Work item
Could you set down exactly the lines of the data below, starting at the one that holds "self.flush();" and ending at the one that holds "pub fn new(job_name: impl", both included, and only those?

Material for the task
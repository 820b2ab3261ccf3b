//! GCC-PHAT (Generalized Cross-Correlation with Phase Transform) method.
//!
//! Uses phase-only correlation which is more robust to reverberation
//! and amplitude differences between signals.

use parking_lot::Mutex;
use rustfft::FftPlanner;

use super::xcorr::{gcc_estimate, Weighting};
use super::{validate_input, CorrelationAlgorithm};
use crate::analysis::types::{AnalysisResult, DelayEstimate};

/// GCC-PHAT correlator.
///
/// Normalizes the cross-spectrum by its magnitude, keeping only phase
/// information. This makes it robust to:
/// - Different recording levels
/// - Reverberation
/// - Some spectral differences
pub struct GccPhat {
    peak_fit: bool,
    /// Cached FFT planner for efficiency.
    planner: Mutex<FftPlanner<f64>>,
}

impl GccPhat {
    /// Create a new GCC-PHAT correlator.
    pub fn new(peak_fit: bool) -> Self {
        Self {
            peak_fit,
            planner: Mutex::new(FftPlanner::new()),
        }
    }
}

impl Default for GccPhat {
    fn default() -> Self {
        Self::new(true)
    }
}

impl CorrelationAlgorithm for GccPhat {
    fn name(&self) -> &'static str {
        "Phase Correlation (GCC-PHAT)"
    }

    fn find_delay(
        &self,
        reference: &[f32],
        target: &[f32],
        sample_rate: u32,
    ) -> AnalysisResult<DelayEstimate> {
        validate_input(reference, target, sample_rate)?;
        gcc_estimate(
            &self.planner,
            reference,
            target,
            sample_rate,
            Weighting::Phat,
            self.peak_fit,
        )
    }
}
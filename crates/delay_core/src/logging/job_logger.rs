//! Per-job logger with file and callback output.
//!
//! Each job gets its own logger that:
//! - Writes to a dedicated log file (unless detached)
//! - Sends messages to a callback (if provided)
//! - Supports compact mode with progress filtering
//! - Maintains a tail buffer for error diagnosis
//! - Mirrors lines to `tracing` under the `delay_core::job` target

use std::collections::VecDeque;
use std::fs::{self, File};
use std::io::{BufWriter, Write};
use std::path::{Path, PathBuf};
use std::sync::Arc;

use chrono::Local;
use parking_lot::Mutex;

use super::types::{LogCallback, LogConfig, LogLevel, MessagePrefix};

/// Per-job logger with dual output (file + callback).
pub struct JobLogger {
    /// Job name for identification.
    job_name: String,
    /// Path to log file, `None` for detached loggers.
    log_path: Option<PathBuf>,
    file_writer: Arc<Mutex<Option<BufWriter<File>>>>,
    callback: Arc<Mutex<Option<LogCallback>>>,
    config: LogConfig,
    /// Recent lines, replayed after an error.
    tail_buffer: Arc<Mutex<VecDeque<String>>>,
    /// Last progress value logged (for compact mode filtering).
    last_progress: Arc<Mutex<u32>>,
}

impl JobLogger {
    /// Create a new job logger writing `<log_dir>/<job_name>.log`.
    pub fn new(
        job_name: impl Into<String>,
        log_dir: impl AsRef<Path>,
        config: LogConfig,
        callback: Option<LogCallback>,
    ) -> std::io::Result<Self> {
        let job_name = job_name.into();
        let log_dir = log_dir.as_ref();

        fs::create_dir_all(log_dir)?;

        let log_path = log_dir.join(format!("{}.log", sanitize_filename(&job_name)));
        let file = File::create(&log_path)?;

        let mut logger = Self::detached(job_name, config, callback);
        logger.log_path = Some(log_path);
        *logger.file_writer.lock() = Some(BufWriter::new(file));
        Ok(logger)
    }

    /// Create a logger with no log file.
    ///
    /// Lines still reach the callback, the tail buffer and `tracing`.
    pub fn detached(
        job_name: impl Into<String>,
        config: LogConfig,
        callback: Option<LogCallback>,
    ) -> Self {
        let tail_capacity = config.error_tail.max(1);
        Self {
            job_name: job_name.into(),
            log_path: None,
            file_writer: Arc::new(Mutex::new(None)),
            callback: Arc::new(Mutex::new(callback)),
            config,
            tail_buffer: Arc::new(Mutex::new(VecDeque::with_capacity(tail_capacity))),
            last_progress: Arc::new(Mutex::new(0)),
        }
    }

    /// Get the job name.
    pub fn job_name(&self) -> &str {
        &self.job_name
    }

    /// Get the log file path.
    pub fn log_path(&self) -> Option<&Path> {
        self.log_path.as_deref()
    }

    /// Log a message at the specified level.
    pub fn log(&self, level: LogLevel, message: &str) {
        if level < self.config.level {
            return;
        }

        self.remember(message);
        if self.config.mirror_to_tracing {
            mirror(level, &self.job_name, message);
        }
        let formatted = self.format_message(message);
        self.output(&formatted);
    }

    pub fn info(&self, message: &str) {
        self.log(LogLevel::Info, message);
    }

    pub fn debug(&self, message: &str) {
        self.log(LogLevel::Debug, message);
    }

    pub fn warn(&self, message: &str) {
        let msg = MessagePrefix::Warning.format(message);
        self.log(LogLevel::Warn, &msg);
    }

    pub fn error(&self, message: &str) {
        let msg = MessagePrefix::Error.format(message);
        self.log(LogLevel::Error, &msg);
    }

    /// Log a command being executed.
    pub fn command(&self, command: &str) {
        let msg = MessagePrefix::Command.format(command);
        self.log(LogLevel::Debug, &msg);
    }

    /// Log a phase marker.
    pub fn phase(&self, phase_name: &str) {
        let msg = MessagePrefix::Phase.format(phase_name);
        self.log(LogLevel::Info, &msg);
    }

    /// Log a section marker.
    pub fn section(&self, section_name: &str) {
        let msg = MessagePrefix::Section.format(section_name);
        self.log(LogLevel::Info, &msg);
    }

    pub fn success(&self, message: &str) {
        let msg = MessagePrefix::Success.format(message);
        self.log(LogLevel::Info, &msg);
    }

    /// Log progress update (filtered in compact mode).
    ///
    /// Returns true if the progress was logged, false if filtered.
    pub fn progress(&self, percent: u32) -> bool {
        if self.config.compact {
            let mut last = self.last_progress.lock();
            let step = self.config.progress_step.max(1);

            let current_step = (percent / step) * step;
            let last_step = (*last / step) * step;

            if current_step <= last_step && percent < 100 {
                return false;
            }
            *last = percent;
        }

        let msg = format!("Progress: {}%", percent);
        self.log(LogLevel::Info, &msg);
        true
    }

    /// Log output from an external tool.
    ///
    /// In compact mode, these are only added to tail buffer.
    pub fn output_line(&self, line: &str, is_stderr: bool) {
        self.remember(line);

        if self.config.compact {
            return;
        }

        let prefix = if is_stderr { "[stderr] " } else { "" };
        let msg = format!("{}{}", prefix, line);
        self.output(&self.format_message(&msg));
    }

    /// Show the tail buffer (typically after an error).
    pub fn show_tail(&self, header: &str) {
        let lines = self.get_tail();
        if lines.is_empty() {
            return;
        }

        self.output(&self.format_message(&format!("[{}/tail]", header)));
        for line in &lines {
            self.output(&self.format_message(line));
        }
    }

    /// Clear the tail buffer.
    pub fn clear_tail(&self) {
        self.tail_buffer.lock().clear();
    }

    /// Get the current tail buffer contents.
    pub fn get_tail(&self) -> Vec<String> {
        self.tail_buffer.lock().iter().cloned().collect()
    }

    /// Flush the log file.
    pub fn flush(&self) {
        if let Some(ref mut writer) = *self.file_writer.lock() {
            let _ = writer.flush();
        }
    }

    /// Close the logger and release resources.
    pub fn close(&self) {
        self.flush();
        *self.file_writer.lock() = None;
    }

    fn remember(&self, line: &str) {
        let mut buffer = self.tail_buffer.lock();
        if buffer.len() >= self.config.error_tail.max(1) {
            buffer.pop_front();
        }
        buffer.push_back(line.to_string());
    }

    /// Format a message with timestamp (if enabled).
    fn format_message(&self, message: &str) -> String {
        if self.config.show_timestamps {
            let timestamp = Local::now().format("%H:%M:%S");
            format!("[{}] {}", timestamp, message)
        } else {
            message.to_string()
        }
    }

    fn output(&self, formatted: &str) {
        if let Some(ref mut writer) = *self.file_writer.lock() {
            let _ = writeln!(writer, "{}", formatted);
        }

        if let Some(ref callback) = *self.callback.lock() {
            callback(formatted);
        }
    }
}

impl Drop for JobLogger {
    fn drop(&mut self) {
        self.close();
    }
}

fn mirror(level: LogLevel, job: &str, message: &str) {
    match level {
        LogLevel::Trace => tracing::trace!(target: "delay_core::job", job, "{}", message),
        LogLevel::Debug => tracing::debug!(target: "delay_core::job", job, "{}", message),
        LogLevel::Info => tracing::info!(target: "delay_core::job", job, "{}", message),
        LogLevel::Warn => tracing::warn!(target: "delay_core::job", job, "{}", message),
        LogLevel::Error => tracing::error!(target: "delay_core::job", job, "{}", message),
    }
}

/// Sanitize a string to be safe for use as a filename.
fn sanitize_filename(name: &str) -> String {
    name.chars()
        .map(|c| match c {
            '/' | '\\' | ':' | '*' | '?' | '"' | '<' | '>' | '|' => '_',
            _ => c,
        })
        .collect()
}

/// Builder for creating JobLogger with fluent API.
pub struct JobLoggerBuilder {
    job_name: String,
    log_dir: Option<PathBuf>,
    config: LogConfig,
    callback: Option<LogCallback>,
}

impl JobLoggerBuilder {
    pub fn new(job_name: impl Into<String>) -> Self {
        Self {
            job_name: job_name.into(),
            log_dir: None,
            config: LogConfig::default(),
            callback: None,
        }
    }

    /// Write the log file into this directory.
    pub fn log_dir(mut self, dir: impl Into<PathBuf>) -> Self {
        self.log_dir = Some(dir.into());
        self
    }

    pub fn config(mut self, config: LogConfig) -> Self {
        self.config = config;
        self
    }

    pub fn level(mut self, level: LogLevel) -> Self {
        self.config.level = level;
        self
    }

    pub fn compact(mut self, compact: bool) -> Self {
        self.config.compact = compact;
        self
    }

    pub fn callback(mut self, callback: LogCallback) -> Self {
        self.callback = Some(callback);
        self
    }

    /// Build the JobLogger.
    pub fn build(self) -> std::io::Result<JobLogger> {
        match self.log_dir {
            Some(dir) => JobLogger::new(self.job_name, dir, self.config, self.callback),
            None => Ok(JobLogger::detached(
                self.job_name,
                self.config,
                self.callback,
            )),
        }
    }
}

Response box
        self.flush();
        *self.file_writer.lock() = None;
    }

    fn remember(&self, line: &str) {
        let mut buffer = self.tail_buffer.lock();
        if buffer.len() >= self.config.error_tail.max(1) {
            buffer.pop_front();
        }
        buffer.push_back(line.to_string());
    }

    /// Format a message with timestamp (if enabled).
    fn format_message(&self, message: &str) -> String {
        if self.config.show_timestamps {
            let timestamp = Local::now().format("%H:%M:%S");
            format!("[{}] {}", timestamp, message)
        } else {
            message.to_string()
        }
    }

    fn output(&self, formatted: &str) {
        if let Some(ref mut writer) = *self.file_writer.lock() {
            let _ = writeln!(writer, "{}", formatted);
        }

        if let Some(ref callback) = *self.callback.lock() {
            callback(formatted);
        }
    }
}

impl Drop for JobLogger {
    fn drop(&mut self) {
        self.close();
    }
}

fn mirror(level: LogLevel, job: &str, message: &str) {
    match level {
        LogLevel::Trace => tracing::trace!(target: "delay_core::job", job, "{}", message),
        LogLevel::Debug => tracing::debug!(target: "delay_core::job", job, "{}", message),
        LogLevel::Info => tracing::info!(target: "delay_core::job", job, "{}", message),
        LogLevel::Warn => tracing::warn!(target: "delay_core::job", job, "{}", message),
        LogLevel::Error => tracing::error!(target: "delay_core::job", job, "{}", message),
    }
}

/// Sanitize a string to be safe for use as a filename.
fn sanitize_filename(name: &str) -> String {
    name.chars()
        .map(|c| match c {
            '/' | '\\' | ':' | '*' | '?' | '"' | '<' | '>' | '|' => '_',
            _ => c,
        })
        .collect()
}

/// Builder for creating JobLogger with fluent API.
pub struct JobLoggerBuilder {
    job_name: String,
    log_dir: Option<PathBuf>,
    config: LogConfig,
    callback: Option<LogCallback>,
}

impl JobLoggerBuilder {
    pub fn new(job_name: impl Into<String>) -> Self {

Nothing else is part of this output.